▸ Exercise instructions: Give back exactly the lines of the data below, starting with the line that has "assert_eq!(app.period_scroll, 0);" and going on through the line that has "let period = app.form.period();".

Records from a collection:

^^^^^^^^

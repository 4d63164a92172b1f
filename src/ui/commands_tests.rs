#![allow(clippy::unwrap_used)]

use chrono::Month;

use super::app::{App, InputMode, Screen};
use super::commands::*;
use super::form::FormField;
use crate::db::Database;
use crate::models::{CategoryKind, PeriodKey};

fn setup() -> (App, Database) {
    (App::new("NOK"), Database::open_in_memory().unwrap())
}

fn select(app: &mut App, target: FormField) {
    app.form.selected = super::form::EntryForm::fields()
        .iter()
        .position(|f| *f == target)
        .unwrap();
}

// ── Registry ──────────────────────────────────────────────────

#[test]
fn test_aliases_share_descriptions() {
    for (short, long) in [("q", "quit"), ("e", "entry"), ("v", "visualize"), ("w", "save")] {
        assert_eq!(
            COMMANDS.get(short).unwrap().description,
            COMMANDS.get(long).unwrap().description
        );
    }
}

#[test]
fn test_unknown_command_sets_status() {
    let (mut app, mut db) = setup();
    handle_command("frobnicate now", &mut app, &mut db).unwrap();
    assert_eq!(app.status_message, "Unknown command: frobnicate");
    assert!(app.running);
}

#[test]
fn test_blank_command_is_noop() {
    let (mut app, mut db) = setup();
    handle_command("   ", &mut app, &mut db).unwrap();
    assert!(app.status_message.is_empty());
}

#[test]
fn test_quit() {
    let (mut app, mut db) = setup();
    handle_command("q", &mut app, &mut db).unwrap();
    assert!(!app.running);
}

// ── Save / plot flow ──────────────────────────────────────────

#[test]
fn test_save_then_plot() {
    let (mut app, mut db) = setup();
    let period = app.form.period().to_string();
    select(&mut app, FormField::Amount(CategoryKind::Income, "Lønn"));
    app.form.apply_edit("30000").unwrap();
    select(&mut app, FormField::Amount(CategoryKind::Expense, "Mat"));
    app.form.apply_edit("5000").unwrap();

    handle_command("save", &mut app, &mut db).unwrap();
    assert!(app.status_message.starts_with("Data saved!"));
    // Form clears on submit
    assert_eq!(app.form.amount(CategoryKind::Income, "Lønn"), 0);
    assert_eq!(app.periods, vec![period.clone()]);

    handle_command(&format!("plot {period}"), &mut app, &mut db).unwrap();
    assert_eq!(app.screen, Screen::Visualize);
    let plotted = app.plotted.as_ref().unwrap();
    assert_eq!(plotted.key, period);
    assert_eq!(plotted.metrics.total_income, 30000);
    assert_eq!(plotted.metrics.total_expense, 5000);
    assert_eq!(plotted.metrics.remaining, 25000);
    assert_eq!(plotted.graph.nodes.len(), 10);
}

#[test]
fn test_plot_unknown_period_reports_not_found() {
    let (mut app, mut db) = setup();
    handle_command("plot 1999_May", &mut app, &mut db).unwrap();
    assert_eq!(app.status_message, "Period not found: 1999_May");
    assert!(app.plotted.is_none());
}

#[test]
fn test_plot_without_periods() {
    let (mut app, mut db) = setup();
    handle_command("p", &mut app, &mut db).unwrap();
    assert_eq!(app.status_message, "No saved periods yet");
}

#[test]
fn test_plot_selected_after_two_saves() {
    let (mut app, mut db) = setup();
    let [this_year, next_year] = app.form.years();
    app.form.select_period(PeriodKey::new(this_year, Month::March));
    handle_command("w", &mut app, &mut db).unwrap();
    app.form.select_period(PeriodKey::new(next_year, Month::April));
    handle_command("w", &mut app, &mut db).unwrap();

    // The most recent save is selected
    assert_eq!(app.period_index, 1);
    handle_command("plot", &mut app, &mut db).unwrap();
    let key = format!("{next_year}_April");
    assert_eq!(app.plotted.as_ref().unwrap().key, key);
}

// ── Period / clear ────────────────────────────────────────────

#[test]
fn test_period_command() {
    let (mut app, mut db) = setup();
    let year = app.form.years()[1];
    handle_command(&format!("period {year} mar"), &mut app, &mut db).unwrap();
    assert_eq!(app.form.period(), PeriodKey::new(year, Month::March));
    assert_eq!(app.screen, Screen::Entry);
}

#[test]
fn test_period_command_rejects_bad_input() {
    let (mut app, mut db) = setup();
    let before = app.form.period();
    handle_command("period 1900 March", &mut app, &mut db).unwrap();
    assert!(app.status_message.starts_with("Year must be"));
    handle_command("period", &mut app, &mut db).unwrap();
    assert!(app.status_message.starts_with("Usage"));
    assert_eq!(app.form.period(), before);
}

#[test]
fn test_parse_period_args() {
    let years = [2024, 2025];
    assert_eq!(
        parse_period_args("2025 december", years).unwrap(),
        PeriodKey::new(2025, Month::December)
    );
    assert_eq!(
        parse_period_args("2024 Jun", years).unwrap(),
        PeriodKey::new(2024, Month::June)
    );
    assert!(parse_period_args("2024 ju", years).is_err());
    assert!(parse_period_args("abc March", years).is_err());
    assert!(parse_period_args("2024 Smarch", years).is_err());
}

#[test]
fn test_clear_command() {
    let (mut app, mut db) = setup();
    select(&mut app, FormField::Comment);
    app.form.apply_edit("skal bort").unwrap();
    handle_command("clear", &mut app, &mut db).unwrap();
    assert!(app.form.comment().is_empty());
}

// ── Field editing ─────────────────────────────────────────────

#[test]
fn test_edit_amount_through_app() {
    let (mut app, _db) = setup();
    select(&mut app, FormField::Amount(CategoryKind::Expense, "Mat"));
    app.begin_edit();
    assert_eq!(app.input_mode, InputMode::Editing);
    assert_eq!(app.edit_input, "0");

    app.edit_input = "4 500".into();
    app.commit_edit();
    assert_eq!(app.input_mode, InputMode::Normal);
    assert_eq!(app.form.amount(CategoryKind::Expense, "Mat"), 4500);
}

#[test]
fn test_edit_selector_stays_normal() {
    let (mut app, _db) = setup();
    select(&mut app, FormField::Month);
    app.begin_edit();
    assert_eq!(app.input_mode, InputMode::Normal);
    assert_eq!(app.status_message, "Use +/- to change month and year");
}

#[test]
fn test_cancel_edit_keeps_value() {
    let (mut app, _db) = setup();
    select(&mut app, FormField::Comment);
    app.begin_edit();
    app.edit_input = "draft".into();
    app.cancel_edit();
    assert_eq!(app.input_mode, InputMode::Normal);
    assert!(app.form.comment().is_empty());
    assert_eq!(app.status_message, "Edit cancelled");
}

// ── Period list scrolling ─────────────────────────────────────

#[test]
fn test_saved_and_plotted_rows_stay_on_screen() {
    let (mut app, mut db) = setup();
    app.visible_rows = 5;
    let page = app.period_page();
    assert_eq!(page, 3);

    let [this_year, next_year] = app.form.years();
    let mut month = Month::January;
    for i in 0..10 {
        let year = if i < 6 { this_year } else { next_year };
        app.form.select_period(PeriodKey::new(year, month));
        handle_command("w", &mut app, &mut db).unwrap();
        month = month.succ();
    }
    assert_eq!(app.periods.len(), 10);
    assert_eq!(app.period_index, 9);
    assert!(app.period_index >= app.period_scroll);
    assert!(app.period_index < app.period_scroll + page);

    handle_command(&format!("plot {this_year}_January"), &mut app, &mut db).unwrap();
    assert_eq!(app.period_index, 0);
    assert_eq!(app.period_scroll, 0);

    handle_command(&format!("plot {next_year}_September"), &mut app, &mut db).unwrap();
    assert_eq!(app.period_index, 8);
    assert!(app.period_index >= app.period_scroll);
    assert!(app.period_index < app.period_scroll + page);
}

#[test]
fn test_resave_refreshes_plotted_period() {
    let (mut app, mut db) = setup();
    let period = app.form.period();
    select(&mut app, FormField::Amount(CategoryKind::Income, "Lønn"));
    app.form.apply_edit("1000").unwrap();
    handle_command("w", &mut app, &mut db).unwrap();
    handle_command(&format!("plot {period}"), &mut app, &mut db).unwrap();
    assert_eq!(app.plotted.as_ref().unwrap().metrics.total_income, 1000);

    app.form.select_period(period);
    select(&mut app, FormField::Amount(CategoryKind::Income, "Lønn"));
    app.form.apply_edit("2500").unwrap();
    handle_command("w", &mut app, &mut db).unwrap();

    let plotted = app.plotted.as_ref().unwrap();
    assert_eq!(plotted.key, period.to_string());
    assert_eq!(plotted.metrics.total_income, 2500);
}

#[test]
fn test_saving_other_period_keeps_plot() {
    let (mut app, mut db) = setup();
    let [this_year, next_year] = app.form.years();
    app.form.select_period(PeriodKey::new(this_year, Month::March));
    handle_command("w", &mut app, &mut db).unwrap();
    handle_command(&format!("plot {this_year}_March"), &mut app, &mut db).unwrap();

    app.form.select_period(PeriodKey::new(next_year, Month::March));
    handle_command("w", &mut app, &mut db).unwrap();
    assert_eq!(
        app.plotted.as_ref().unwrap().key,
        format!("{this_year}_March")
    );
}

#[test]
fn test_plot_malformed_key_reports_format() {
    let (mut app, mut db) = setup();
    handle_command("plot 2024-jan", &mut app, &mut db).unwrap();
    assert!(
        app.status_message.starts_with("Invalid period key: '2024-jan'"),
        "unexpected status: {}",
        app.status_message
    );
    assert!(app.plotted.is_none());
}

^^^^^^^^

▸ Answer section:
    assert_eq!(app.period_scroll, 0);

    handle_command(&format!("plot {next_year}_September"), &mut app, &mut db).unwrap();
    assert_eq!(app.period_index, 8);
    assert!(app.period_index >= app.period_scroll);
    assert!(app.period_index < app.period_scroll + page);
}

#[test]
fn test_resave_refreshes_plotted_period() {
    let (mut app, mut db) = setup();
    let period = app.form.period();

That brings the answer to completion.